** DIRECTIONS FOR THIS TASK **
From the entries below, reproduce exactly the line containing "async fn fetch_reservations(&self, car_id: CarId)", the line containing "a given instant", and every line in between, with nothing added.

** PROVIDED RECORDS **
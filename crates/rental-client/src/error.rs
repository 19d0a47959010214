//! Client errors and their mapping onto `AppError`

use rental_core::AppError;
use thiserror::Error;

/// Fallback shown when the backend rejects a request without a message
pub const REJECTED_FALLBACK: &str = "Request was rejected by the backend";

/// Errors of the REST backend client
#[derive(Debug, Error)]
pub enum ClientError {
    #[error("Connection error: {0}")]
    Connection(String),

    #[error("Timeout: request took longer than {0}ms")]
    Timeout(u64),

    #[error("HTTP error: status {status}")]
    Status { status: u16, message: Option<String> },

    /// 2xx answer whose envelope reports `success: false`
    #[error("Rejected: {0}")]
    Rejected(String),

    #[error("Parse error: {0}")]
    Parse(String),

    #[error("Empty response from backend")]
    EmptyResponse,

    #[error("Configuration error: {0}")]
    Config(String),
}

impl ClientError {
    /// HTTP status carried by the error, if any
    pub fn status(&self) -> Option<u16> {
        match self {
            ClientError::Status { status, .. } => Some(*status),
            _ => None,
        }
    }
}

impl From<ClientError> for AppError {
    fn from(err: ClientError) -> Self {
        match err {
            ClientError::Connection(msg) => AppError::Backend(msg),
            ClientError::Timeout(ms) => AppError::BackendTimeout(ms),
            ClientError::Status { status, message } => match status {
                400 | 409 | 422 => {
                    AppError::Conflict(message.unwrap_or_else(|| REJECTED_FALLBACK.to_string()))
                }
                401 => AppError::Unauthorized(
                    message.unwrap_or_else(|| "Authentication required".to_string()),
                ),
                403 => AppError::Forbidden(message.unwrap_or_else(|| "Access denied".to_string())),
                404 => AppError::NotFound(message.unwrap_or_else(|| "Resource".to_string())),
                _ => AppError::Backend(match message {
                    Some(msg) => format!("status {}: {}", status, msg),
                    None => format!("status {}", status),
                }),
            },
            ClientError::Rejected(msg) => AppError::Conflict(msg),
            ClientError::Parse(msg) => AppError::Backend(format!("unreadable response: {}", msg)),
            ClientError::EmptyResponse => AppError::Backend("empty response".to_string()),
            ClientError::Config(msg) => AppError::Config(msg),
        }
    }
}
--
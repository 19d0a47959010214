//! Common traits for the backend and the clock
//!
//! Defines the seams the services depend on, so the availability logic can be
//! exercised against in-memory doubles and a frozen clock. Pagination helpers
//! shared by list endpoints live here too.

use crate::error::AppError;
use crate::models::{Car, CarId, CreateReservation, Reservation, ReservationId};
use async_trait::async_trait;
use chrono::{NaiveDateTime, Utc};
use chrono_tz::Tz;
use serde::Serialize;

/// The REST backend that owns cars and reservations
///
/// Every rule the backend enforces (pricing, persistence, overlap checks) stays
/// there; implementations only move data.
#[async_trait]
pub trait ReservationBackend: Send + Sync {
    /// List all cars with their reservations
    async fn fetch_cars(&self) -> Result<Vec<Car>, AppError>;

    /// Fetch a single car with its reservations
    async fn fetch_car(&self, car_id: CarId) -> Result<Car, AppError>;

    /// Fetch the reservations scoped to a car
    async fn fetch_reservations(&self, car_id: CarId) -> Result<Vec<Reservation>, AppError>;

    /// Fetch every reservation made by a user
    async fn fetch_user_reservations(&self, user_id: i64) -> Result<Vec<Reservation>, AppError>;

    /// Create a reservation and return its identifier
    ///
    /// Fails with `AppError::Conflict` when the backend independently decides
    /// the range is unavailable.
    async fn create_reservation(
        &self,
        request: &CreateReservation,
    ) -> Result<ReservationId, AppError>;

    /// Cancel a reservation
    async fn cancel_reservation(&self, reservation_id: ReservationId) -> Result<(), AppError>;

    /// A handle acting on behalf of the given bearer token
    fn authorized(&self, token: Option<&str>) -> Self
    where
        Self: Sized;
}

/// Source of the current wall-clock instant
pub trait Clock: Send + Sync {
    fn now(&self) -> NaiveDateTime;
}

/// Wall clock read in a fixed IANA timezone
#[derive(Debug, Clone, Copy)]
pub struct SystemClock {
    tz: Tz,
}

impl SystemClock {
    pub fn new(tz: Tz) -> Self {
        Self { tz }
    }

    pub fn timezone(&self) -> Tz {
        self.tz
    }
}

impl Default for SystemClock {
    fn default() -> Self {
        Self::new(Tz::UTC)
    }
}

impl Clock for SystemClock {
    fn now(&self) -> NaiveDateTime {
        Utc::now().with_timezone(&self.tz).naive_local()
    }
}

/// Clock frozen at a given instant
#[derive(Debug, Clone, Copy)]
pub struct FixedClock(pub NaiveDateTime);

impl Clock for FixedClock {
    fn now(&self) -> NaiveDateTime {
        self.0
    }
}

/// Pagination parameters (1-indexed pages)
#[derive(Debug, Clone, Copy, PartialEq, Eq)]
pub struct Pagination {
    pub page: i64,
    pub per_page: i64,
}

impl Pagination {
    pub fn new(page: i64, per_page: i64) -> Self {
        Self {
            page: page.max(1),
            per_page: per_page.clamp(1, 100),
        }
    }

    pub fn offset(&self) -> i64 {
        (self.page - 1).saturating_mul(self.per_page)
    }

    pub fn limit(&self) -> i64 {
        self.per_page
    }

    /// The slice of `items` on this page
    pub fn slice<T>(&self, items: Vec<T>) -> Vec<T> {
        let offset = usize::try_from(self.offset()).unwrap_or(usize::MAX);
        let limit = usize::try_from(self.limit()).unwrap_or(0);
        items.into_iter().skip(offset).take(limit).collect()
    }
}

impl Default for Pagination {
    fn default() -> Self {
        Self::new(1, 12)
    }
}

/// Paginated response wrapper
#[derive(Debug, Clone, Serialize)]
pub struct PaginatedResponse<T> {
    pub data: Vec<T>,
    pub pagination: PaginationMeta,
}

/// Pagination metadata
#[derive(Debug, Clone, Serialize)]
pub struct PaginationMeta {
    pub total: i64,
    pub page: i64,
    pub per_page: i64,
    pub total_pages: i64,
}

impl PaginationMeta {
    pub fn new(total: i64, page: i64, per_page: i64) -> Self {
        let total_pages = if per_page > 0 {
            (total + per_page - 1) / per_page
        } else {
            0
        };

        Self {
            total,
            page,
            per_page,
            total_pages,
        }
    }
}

** FINISHED TASK **
    async fn fetch_reservations(&self, car_id: CarId) -> Result<Vec<Reservation>, AppError>;

    /// Fetch every reservation made by a user
    async fn fetch_user_reservations(&self, user_id: i64) -> Result<Vec<Reservation>, AppError>;

    /// Create a reservation and return its identifier
    ///
    /// Fails with `AppError::Conflict` when the backend independently decides
    /// the range is unavailable.
    async fn create_reservation(
        &self,
        request: &CreateReservation,
    ) -> Result<ReservationId, AppError>;

    /// Cancel a reservation
    async fn cancel_reservation(&self, reservation_id: ReservationId) -> Result<(), AppError>;

    /// A handle acting on behalf of the given bearer token
    fn authorized(&self, token: Option<&str>) -> Self
    where
        Self: Sized;
}

/// Source of the current wall-clock instant
pub trait Clock: Send + Sync {
    fn now(&self) -> NaiveDateTime;
}

/// Wall clock read in a fixed IANA timezone
#[derive(Debug, Clone, Copy)]
pub struct SystemClock {
    tz: Tz,
}

impl SystemClock {
    pub fn new(tz: Tz) -> Self {
        Self { tz }
    }

    pub fn timezone(&self) -> Tz {
        self.tz
    }
}

impl Default for SystemClock {
    fn default() -> Self {
        Self::new(Tz::UTC)
    }
}

impl Clock for SystemClock {
    fn now(&self) -> NaiveDateTime {
        Utc::now().with_timezone(&self.tz).naive_local()
    }
}

/// Clock frozen at a given instant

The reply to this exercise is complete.